» WORK REQUIRED
Scan the listing for "Option" and copy out each line that has it.

» RECORDS SUPPLIED
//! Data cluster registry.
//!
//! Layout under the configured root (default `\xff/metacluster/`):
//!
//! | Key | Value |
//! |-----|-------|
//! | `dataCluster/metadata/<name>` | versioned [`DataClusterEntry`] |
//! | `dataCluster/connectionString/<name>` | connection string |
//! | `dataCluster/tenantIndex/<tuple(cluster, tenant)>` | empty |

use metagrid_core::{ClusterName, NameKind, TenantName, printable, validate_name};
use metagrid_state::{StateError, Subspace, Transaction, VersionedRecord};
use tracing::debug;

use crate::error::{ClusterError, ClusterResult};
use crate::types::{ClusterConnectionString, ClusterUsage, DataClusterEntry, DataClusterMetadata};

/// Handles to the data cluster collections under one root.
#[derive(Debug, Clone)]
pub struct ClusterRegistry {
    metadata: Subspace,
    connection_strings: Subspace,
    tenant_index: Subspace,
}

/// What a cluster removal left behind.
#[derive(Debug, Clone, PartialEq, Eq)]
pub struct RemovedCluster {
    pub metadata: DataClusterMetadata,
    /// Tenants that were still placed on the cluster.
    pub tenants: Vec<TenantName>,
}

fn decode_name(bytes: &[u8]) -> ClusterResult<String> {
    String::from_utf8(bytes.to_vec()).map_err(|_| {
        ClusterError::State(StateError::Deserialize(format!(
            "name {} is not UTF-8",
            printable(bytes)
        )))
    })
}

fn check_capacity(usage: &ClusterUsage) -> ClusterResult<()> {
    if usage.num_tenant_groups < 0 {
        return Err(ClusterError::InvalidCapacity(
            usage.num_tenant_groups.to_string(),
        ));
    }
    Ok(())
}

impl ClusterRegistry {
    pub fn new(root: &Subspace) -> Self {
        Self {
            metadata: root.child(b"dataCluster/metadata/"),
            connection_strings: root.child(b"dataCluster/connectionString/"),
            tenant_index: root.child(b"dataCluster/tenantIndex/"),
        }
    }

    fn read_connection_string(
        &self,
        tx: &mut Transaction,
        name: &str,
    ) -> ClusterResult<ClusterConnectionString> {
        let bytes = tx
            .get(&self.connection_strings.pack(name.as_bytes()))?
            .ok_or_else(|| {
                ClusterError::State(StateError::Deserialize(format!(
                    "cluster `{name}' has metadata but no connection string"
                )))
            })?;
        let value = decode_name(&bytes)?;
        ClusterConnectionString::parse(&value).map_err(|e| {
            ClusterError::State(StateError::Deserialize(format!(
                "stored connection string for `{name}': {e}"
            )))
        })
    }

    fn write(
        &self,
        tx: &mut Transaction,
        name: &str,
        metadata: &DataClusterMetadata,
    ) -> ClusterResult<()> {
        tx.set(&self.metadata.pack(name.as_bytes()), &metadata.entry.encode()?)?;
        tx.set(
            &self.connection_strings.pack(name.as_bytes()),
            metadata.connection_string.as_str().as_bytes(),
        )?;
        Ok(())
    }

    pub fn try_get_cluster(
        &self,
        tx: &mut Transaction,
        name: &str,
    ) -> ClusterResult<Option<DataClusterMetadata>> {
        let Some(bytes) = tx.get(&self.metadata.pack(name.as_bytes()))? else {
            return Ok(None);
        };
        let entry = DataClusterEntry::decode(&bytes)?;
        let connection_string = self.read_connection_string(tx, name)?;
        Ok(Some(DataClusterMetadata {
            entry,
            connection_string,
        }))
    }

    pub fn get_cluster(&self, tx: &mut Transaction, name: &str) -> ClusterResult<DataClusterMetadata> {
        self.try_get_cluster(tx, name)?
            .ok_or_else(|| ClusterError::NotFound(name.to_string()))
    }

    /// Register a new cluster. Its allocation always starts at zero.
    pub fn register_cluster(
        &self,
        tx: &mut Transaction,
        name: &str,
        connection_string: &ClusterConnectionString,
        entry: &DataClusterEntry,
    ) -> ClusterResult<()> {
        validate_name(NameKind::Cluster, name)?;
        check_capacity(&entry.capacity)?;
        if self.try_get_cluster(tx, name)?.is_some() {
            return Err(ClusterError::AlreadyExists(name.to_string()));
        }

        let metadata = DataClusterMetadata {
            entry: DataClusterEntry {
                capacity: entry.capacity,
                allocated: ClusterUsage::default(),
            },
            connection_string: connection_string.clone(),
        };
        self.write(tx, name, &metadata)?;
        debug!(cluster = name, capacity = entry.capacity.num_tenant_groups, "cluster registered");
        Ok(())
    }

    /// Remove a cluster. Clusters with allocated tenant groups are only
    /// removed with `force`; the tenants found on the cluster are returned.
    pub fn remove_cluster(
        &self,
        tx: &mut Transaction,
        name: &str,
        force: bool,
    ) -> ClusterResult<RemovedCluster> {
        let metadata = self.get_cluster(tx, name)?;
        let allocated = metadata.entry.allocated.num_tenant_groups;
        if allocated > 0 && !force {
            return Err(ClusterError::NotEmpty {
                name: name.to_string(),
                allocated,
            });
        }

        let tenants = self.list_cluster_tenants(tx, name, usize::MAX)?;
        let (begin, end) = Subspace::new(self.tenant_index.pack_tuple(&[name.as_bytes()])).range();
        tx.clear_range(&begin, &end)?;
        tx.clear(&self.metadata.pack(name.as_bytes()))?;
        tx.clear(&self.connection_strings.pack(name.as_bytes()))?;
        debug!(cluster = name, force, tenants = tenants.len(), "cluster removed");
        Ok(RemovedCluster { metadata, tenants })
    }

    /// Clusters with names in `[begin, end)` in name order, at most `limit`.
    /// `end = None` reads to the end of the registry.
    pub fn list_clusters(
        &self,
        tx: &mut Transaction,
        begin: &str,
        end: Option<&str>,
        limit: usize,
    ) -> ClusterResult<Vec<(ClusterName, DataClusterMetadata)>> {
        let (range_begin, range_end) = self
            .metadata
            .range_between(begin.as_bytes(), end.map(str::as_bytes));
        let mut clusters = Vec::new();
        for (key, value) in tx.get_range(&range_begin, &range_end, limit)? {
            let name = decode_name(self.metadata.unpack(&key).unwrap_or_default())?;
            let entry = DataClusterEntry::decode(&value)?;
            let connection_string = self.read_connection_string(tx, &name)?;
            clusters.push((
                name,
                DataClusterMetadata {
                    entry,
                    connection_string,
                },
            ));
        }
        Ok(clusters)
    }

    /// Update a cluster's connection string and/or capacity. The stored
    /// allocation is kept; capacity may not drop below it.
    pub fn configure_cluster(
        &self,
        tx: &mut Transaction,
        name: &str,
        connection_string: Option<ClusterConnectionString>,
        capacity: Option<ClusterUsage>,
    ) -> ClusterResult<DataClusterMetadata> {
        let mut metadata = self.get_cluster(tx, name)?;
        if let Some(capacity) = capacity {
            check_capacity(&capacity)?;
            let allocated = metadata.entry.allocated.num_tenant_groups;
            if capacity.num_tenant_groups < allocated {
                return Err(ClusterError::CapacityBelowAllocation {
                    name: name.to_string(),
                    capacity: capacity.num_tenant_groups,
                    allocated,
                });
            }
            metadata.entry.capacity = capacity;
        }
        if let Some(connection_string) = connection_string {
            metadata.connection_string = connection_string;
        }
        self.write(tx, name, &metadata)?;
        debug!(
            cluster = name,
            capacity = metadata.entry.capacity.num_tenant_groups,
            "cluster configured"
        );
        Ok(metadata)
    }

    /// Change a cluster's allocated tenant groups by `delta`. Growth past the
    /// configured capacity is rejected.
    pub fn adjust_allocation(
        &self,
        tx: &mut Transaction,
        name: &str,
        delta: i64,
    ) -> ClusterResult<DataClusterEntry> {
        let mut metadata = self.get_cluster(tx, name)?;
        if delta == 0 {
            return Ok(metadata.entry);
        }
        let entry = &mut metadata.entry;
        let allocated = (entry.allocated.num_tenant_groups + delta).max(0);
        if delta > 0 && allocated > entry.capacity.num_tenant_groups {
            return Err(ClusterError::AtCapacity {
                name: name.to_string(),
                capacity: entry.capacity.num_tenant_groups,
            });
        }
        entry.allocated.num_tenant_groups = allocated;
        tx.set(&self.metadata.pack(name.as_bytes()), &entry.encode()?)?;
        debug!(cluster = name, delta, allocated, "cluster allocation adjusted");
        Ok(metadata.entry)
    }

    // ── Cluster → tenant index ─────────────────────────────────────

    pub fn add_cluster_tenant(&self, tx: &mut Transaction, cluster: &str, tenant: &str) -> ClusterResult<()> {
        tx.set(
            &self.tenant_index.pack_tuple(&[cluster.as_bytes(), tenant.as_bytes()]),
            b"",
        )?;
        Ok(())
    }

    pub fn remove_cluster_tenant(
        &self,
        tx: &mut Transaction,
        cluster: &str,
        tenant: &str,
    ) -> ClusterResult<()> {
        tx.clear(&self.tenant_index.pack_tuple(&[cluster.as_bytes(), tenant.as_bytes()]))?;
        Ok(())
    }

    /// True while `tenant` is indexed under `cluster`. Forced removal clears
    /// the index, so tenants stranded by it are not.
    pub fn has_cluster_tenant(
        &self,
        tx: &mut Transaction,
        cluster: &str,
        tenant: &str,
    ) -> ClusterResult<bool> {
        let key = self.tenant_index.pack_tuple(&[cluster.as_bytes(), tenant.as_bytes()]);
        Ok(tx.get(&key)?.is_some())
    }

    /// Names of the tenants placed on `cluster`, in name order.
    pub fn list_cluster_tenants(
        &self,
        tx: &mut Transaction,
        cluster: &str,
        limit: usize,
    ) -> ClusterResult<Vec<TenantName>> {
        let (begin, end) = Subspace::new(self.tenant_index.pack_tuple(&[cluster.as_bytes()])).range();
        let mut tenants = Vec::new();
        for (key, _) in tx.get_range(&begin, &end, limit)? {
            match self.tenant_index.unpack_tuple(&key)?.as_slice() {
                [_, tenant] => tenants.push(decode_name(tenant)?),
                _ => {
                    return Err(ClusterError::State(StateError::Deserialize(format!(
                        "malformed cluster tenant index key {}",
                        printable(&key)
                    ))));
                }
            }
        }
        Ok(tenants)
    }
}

---

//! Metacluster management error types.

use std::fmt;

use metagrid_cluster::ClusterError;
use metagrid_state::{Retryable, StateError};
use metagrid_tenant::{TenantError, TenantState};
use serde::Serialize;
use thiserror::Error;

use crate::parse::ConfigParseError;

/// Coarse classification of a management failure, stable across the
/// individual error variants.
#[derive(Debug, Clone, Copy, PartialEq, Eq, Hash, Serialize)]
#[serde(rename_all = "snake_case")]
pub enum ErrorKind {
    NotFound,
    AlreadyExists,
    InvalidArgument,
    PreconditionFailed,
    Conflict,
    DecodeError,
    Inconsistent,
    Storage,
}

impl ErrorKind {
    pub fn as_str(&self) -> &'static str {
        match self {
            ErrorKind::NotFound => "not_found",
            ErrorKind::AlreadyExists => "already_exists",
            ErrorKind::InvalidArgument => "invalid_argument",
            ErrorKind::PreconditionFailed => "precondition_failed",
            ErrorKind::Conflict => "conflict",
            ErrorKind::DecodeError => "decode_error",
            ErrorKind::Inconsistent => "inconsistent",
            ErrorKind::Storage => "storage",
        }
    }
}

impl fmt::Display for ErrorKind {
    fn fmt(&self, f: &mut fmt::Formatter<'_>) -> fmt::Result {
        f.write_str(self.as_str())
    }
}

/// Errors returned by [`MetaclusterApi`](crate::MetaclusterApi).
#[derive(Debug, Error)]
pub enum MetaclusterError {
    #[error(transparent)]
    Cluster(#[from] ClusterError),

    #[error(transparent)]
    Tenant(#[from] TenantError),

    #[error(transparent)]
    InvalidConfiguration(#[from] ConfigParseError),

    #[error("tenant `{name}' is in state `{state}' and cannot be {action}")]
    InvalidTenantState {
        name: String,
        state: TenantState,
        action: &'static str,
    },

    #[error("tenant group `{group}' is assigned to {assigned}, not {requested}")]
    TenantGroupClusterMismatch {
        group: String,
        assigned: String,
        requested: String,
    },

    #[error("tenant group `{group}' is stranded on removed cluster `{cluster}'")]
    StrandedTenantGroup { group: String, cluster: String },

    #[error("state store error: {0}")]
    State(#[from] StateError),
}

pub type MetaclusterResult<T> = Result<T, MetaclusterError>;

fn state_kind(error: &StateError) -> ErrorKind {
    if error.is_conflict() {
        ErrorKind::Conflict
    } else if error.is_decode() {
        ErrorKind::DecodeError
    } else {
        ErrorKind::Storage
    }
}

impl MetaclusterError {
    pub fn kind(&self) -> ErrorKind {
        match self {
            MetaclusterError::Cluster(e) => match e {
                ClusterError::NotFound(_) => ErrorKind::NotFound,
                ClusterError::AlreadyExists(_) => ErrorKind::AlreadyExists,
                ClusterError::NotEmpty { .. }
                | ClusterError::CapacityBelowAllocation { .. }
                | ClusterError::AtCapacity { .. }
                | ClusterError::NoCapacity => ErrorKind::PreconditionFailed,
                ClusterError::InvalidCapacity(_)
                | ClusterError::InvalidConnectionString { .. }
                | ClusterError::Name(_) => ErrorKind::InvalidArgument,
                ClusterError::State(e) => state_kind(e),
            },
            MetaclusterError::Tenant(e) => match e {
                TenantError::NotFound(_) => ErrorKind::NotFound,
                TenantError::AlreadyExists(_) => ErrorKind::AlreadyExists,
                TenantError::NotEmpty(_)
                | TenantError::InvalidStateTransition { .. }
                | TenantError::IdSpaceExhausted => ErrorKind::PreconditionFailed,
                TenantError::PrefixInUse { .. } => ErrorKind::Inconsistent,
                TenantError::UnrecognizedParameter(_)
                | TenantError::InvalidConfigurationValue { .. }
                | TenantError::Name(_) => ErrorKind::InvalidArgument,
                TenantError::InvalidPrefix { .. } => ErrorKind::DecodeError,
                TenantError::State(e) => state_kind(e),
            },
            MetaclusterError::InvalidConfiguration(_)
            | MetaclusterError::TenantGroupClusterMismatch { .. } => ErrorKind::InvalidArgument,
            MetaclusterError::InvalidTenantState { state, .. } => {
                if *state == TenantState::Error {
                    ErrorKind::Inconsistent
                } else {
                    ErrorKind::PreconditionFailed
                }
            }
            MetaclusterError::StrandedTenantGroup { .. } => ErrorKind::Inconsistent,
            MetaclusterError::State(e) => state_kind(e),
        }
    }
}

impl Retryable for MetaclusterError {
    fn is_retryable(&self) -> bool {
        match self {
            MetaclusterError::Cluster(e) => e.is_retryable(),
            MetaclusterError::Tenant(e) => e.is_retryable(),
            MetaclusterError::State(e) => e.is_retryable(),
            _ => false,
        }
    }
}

» WRITTEN ANSWER
    ) -> ClusterResult<Option<DataClusterMetadata>> {
        end: Option<&str>,
        connection_string: Option<ClusterConnectionString>,
        capacity: Option<ClusterUsage>,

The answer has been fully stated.